### What you will do
Search the records below for "push" and copy every line it turns up in.

### Supplied records
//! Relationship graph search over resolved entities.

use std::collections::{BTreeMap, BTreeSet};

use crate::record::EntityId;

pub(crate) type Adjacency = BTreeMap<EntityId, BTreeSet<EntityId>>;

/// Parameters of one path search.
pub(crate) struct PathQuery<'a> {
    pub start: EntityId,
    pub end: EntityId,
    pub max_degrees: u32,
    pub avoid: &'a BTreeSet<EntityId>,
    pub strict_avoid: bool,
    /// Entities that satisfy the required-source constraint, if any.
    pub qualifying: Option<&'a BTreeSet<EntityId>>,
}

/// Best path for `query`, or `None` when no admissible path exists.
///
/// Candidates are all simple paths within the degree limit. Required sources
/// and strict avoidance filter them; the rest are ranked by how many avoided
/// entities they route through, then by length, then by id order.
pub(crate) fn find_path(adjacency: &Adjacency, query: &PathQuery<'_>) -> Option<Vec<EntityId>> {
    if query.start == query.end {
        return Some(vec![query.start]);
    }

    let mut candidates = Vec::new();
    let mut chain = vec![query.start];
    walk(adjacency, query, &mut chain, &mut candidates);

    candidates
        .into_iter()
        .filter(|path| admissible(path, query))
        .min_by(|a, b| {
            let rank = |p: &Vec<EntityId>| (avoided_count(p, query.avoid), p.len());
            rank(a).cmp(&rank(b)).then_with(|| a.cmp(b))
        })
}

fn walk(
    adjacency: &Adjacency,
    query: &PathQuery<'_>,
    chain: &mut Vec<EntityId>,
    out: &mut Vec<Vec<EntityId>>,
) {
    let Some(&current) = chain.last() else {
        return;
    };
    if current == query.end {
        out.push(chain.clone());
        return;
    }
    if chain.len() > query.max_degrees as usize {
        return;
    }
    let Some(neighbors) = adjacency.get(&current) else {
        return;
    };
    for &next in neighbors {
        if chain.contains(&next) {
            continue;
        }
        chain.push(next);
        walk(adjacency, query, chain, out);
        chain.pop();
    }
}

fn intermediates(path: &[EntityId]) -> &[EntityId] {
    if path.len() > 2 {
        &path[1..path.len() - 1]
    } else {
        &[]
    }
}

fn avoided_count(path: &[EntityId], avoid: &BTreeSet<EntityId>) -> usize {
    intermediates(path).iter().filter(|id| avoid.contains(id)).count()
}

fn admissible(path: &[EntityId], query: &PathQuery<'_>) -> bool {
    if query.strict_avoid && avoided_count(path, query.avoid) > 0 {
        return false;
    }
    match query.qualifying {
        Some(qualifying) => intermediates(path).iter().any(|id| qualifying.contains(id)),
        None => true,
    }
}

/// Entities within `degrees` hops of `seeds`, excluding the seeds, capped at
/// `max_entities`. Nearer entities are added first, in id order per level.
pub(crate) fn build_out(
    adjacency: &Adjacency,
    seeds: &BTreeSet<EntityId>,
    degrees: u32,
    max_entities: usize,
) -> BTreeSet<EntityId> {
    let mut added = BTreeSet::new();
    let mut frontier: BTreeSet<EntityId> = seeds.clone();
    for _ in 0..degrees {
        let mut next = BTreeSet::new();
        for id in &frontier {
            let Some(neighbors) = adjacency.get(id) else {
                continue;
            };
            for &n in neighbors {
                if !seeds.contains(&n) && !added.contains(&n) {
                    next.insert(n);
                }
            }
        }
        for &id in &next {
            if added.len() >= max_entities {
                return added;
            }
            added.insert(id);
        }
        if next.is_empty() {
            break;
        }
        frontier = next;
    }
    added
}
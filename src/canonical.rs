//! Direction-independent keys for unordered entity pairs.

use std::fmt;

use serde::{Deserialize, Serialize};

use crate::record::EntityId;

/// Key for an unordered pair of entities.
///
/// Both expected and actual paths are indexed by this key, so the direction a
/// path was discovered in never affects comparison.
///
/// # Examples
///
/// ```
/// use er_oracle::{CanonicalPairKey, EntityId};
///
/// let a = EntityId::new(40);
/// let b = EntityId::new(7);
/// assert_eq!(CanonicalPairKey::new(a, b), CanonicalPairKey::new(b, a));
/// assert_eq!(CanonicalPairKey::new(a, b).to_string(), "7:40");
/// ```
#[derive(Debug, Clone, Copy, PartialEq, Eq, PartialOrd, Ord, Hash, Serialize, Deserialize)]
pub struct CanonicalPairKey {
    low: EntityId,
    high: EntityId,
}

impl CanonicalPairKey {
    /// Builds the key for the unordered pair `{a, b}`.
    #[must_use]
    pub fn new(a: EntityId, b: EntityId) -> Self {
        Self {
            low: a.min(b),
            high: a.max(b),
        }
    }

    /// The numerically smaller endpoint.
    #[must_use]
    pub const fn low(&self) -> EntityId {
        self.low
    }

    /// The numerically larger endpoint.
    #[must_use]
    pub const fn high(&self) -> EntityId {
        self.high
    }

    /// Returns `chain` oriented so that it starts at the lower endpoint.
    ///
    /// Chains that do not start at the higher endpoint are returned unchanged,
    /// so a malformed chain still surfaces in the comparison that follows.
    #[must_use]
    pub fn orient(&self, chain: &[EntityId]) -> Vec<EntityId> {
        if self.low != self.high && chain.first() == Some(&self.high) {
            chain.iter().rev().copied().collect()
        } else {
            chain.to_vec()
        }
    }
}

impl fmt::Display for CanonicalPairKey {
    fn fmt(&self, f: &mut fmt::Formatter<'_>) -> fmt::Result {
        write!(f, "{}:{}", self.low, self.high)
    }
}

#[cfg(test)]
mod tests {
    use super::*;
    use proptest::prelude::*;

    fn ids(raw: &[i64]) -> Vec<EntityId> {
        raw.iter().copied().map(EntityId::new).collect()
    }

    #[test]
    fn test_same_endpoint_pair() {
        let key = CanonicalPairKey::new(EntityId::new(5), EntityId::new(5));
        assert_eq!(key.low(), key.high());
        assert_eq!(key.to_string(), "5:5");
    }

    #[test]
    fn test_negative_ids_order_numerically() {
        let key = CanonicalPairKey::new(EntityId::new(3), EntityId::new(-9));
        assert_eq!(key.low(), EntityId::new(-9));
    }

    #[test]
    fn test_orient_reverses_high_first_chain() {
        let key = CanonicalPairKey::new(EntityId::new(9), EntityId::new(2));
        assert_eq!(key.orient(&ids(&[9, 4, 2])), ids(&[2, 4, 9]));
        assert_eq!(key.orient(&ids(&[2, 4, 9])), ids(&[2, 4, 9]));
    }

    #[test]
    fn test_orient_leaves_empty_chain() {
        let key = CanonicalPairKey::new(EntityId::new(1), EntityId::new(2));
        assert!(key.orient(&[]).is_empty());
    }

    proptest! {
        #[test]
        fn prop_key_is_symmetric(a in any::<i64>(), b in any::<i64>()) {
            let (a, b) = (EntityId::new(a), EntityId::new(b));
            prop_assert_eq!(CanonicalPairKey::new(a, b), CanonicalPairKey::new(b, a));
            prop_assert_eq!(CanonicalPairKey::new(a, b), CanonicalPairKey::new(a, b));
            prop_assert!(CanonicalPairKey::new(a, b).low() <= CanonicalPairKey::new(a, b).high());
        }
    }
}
==
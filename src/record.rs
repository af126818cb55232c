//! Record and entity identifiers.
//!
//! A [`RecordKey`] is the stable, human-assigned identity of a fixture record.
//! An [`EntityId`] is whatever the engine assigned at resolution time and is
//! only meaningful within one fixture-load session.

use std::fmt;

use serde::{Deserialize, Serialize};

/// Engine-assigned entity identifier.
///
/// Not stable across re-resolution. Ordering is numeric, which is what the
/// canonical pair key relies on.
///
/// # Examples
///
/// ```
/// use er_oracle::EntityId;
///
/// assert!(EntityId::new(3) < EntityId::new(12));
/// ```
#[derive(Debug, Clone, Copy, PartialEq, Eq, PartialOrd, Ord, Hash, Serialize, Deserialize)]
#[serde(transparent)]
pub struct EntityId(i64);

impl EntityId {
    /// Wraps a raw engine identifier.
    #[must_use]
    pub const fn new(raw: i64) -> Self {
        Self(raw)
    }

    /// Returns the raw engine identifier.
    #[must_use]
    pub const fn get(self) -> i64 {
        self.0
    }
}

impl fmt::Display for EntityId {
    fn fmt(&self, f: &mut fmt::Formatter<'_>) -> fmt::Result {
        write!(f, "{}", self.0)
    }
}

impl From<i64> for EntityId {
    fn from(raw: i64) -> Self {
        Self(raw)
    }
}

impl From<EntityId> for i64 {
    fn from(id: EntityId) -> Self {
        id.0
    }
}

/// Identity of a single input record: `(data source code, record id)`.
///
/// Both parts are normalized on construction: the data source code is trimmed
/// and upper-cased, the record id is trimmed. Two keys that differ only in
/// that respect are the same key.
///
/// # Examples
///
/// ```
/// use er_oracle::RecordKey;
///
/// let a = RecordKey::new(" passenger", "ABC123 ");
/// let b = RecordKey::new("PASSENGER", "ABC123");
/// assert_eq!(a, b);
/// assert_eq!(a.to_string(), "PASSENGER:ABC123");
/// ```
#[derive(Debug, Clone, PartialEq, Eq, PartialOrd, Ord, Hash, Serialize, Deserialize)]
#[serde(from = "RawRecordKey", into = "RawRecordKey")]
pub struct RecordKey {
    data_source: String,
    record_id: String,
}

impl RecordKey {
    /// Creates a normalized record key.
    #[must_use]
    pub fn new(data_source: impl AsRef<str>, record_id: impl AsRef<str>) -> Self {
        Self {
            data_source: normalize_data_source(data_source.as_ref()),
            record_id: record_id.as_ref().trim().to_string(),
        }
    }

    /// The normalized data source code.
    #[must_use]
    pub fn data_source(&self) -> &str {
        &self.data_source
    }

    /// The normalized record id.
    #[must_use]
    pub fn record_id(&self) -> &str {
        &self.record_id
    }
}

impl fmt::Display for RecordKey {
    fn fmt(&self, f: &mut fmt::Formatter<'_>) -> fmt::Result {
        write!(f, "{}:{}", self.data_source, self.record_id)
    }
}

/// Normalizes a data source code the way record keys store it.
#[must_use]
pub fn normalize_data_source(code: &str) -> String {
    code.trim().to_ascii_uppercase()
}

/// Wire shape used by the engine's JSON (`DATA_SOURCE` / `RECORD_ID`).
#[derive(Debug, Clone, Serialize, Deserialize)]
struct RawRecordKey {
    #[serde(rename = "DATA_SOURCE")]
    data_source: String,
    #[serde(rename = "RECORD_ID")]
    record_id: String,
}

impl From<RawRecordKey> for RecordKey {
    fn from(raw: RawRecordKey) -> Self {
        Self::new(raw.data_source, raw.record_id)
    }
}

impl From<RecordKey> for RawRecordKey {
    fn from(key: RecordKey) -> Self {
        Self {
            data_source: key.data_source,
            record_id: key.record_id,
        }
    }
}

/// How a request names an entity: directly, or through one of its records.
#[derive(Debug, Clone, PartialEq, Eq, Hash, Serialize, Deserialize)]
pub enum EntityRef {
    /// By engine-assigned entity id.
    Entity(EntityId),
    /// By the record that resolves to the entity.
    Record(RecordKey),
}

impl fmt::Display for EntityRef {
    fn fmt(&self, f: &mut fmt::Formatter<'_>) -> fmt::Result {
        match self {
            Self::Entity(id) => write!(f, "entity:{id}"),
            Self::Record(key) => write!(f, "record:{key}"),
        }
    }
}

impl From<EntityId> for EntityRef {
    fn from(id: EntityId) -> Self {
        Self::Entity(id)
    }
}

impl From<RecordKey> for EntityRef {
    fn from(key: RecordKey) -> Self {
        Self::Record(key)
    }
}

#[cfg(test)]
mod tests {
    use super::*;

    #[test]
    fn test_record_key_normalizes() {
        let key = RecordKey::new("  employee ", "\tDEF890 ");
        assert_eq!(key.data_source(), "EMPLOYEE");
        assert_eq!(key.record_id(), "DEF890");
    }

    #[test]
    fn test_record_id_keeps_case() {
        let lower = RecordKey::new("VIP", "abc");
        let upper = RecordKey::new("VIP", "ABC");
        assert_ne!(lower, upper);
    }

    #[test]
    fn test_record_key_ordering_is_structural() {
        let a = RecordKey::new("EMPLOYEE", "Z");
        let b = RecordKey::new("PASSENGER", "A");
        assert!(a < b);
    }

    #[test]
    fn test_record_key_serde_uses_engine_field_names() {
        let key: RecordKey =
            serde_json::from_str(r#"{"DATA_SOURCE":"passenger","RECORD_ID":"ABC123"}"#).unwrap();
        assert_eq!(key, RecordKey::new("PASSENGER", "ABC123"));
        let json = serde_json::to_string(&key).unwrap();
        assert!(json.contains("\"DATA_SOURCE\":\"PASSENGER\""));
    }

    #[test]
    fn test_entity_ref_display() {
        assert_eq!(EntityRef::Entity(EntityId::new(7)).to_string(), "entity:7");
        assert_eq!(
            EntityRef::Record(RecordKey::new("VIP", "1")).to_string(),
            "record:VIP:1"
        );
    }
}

### Expected answer
        out.push(chain.clone());
        chain.push(next);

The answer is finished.